Task requirements -> Show every line in the entries below where the word "absent" appears.

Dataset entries
=== Section Start ===

//! Field assignment: writing a record's fields into a request.
//!
//! [`assign`] walks the fields of a [`Record`] in declaration order and
//! dispatches each one on its [`Placement`](crate::Placement):
//!
//! - `cookie`, `header`, `query`, `path` go through the part writers,
//! - `form` replaces the request body with the field's JSON,
//! - untagged embedded records are walked with the same request,
//! - everything else is skipped.
//!
//! The first failure aborts the walk; whatever was written before it stays in
//! the request.

use percent_encoding::{
    AsciiSet, CONTROLS, NON_ALPHANUMERIC, percent_decode_str, utf8_percent_encode,
};
use tracing::trace;

use crate::record::{FieldValue, Record, ResolvedField};
use crate::tag::{Part, Target};
use crate::{Error, JsonBody, Request, Result, ToWireValue, WireValue, convert};

/// Characters kept as is when substituting a path placeholder.
const PATH_SEGMENT_ENCODE_SET: &AsciiSet = &NON_ALPHANUMERIC
    .remove(b'-')
    .remove(b'_')
    .remove(b'.')
    .remove(b'~')
    .remove(b'$')
    .remove(b'&')
    .remove(b'+')
    .remove(b',')
    .remove(b'/')
    .remove(b':')
    .remove(b';')
    .remove(b'=')
    .remove(b'@');

/// Characters the URL parser escapes in a path, braces included.
const URL_PATH_ENCODE_SET: &AsciiSet = &CONTROLS
    .add(b' ')
    .add(b'"')
    .add(b'#')
    .add(b'<')
    .add(b'>')
    .add(b'?')
    .add(b'`')
    .add(b'{')
    .add(b'}');

/// Write every tagged field of `record` into `request`.
///
/// # Errors
///
/// Fails on the first field that cannot be written: unknown placement tag,
/// required value missing, path placeholder missing, body serialization or
/// absent embedded record.
pub fn assign<B>(request: &mut Request<B>, record: &dyn Record) -> Result<()>
where
    B: From<bytes::Bytes>,
{
    let descriptor = record.descriptor();
    for (field, value) in descriptor.fields().iter().zip(record.field_values()) {
        assign_field(request, field, value)?;
    }
    Ok(())
}

/// Walk an embedded record under the same request.
///
/// # Errors
///
/// Returns [`Error::UnsupportedType`] naming `type_name` when the record is
/// absent, otherwise whatever [`assign`] returns.
pub fn assign_nested<B>(
    request: &mut Request<B>,
    type_name: &str,
    record: Option<&dyn Record>,
) -> Result<()>
where
    B: From<bytes::Bytes>,
{
    let record = record.ok_or_else(|| Error::unsupported_type(type_name))?;
    assign(request, record)
}

fn assign_field<B>(
    request: &mut Request<B>,
    field: &ResolvedField,
    value: FieldValue<'_>,
) -> Result<()>
where
    B: From<bytes::Bytes>,
{
    let placement = field.placement;
    trace!(field = field.field.ident, %placement, "assigning field");

    match (placement.target, value) {
        (Target::Unknown(tag), _) => Err(Error::unknown_placement(tag)),
        (Target::Skip, _) | (_, FieldValue::Skipped) => Ok(()),
        (Target::Nested, FieldValue::Nested(record)) => {
            assign_nested(request, field.field.type_name, record)
        }
        (Target::Nested, _) => Ok(()),
        (Target::Part(Part::Form), FieldValue::Json(body)) => {
            write_body(request, placement.wire_name, body)
        }
        (Target::Part(Part::Form), _) => Err(Error::invalid_request(format!(
            "client generation failed, unable to get body of client field {}",
            placement.wire_name
        ))),
        (Target::Part(_), FieldValue::Nested(_)) => {
            Err(Error::unsupported_type(field.field.type_name))
        }
        (Target::Part(part), FieldValue::Scalar(scalar)) => write_part(
            request,
            part,
            placement.wire_name,
            &scalar.to_wire_value(),
            placement.required,
            placement.url_encode,
        ),
        (Target::Part(part), FieldValue::Json(json)) => write_part(
            request,
            part,
            placement.wire_name,
            &WireValue::record(json),
            placement.required,
            placement.url_encode,
        ),
    }
}

// ============================================================================
// Part Writers
// ============================================================================

/// Write one value to a cookie, header, query parameter or path placeholder.
///
/// # Errors
///
/// Returns [`Error::RequiredNotSet`] when `required` and the value is absent
/// or empty; path writes also fail when the placeholder is missing.
pub fn write_part<B>(
    request: &mut Request<B>,
    part: Part,
    name: &str,
    value: &WireValue<'_>,
    required: bool,
    url_encode: bool,
) -> Result<()> {
    match part {
        Part::Cookie => write_cookie(request, name, value, required, url_encode),
        Part::Header => write_header(request, name, value, required, url_encode),
        Part::Query => write_query(request, name, value, required),
        Part::Path => write_path(request, name, value, required, url_encode),
        Part::Form => Err(Error::invalid_request(format!(
            "client generation failed, unable to get body of client field {name}"
        ))),
    }
}

fn converted(
    part: Part,
    name: &str,
    value: &WireValue<'_>,
    required: bool,
    url_encode: bool,
) -> Result<Option<String>> {
    let converted = convert(value, url_encode);
    if required && converted.as_deref().is_none_or(str::is_empty) {
        return Err(Error::required_not_set(part, name));
    }
    Ok(converted)
}

/// Add `name=value` to the `Cookie` header; an absent value is sent empty.
fn write_cookie<B>(
    request: &mut Request<B>,
    name: &str,
    value: &WireValue<'_>,
    required: bool,
    url_encode: bool,
) -> Result<()> {
    let value = converted(Part::Cookie, name, value, required, url_encode)?;
    request.add_cookie(name, value.as_deref().unwrap_or_default())
}

/// Append a header value; an absent value is sent empty.
fn write_header<B>(
    request: &mut Request<B>,
    name: &str,
    value: &WireValue<'_>,
    required: bool,
    url_encode: bool,
) -> Result<()> {
    let value = converted(Part::Header, name, value, required, url_encode)?;
    request.append_header(name, value.as_deref().unwrap_or_default())
}

/// Append a query pair. The URL encoder escapes the value, so the field's
/// `url_encode` flag does not apply here.
fn write_query<B>(
    request: &mut Request<B>,
    name: &str,
    value: &WireValue<'_>,
    required: bool,
) -> Result<()> {
    let value = converted(Part::Query, name, value, required, false)?;
    request
        .url_mut()
        .query_pairs_mut()
        .append_pair(name, value.as_deref().unwrap_or_default());
    Ok(())
}

/// Replace every `{name}` in the URL path with the value.
fn write_path<B>(
    request: &mut Request<B>,
    name: &str,
    value: &WireValue<'_>,
    required: bool,
    url_encode: bool,
) -> Result<()> {
    let value = converted(Part::Path, name, value, required, url_encode)?;

    // The URL keeps its path percent-encoded, braces and name included
    let placeholder = format!("%7B{}%7D", utf8_percent_encode(name, URL_PATH_ENCODE_SET));
    let path = request.url().path();
    if !path.contains(&placeholder) {
        return Err(Error::PathVariableNotFound {
            name: name.to_string(),
            path: percent_decode_str(path).decode_utf8_lossy().into_owned(),
            wanted: format!("{{{name}}}"),
        });
    }

    let replacement =
        utf8_percent_encode(value.as_deref().unwrap_or_default(), PATH_SEGMENT_ENCODE_SET)
            .to_string();
    let path = path.replace(&placeholder, &replacement);

    // A parsed URL collapses `.` and `..` segments, even percent-encoded ones
    if path.split('/').any(is_dot_segment) {
        return Err(Error::invalid_request(format!(
            "path variable {name} would produce a dot segment in path [{}]",
            percent_decode_str(&path).decode_utf8_lossy()
        )));
    }
    request.url_mut().set_path(&path);
    Ok(())
}

fn is_dot_segment(segment: &str) -> bool {
    let segment = segment.to_ascii_lowercase().replace("%2e", ".");
    segment == "." || segment == ".."
}

/// Replace the request body with the JSON of a field and set the JSON content type.
fn write_body<B>(request: &mut Request<B>, name: &str, body: &dyn JsonBody) -> Result<()>
where
    B: From<bytes::Bytes>,
{
    let bytes = body.to_json_bytes().map_err(|err| {
        Error::invalid_request(format!(
            "client generation failed, {err}, of client field {name}"
        ))
    })?;
    request.set_json_body(bytes);
    Ok(())
}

=== Section End ===

Problem solution ->
/// absent embedded record.
/// absent, otherwise whatever [`assign`] returns.
/// Returns [`Error::RequiredNotSet`] when `required` and the value is absent
/// Add `name=value` to the `Cookie` header; an absent value is sent empty.
/// Append a header value; an absent value is sent empty.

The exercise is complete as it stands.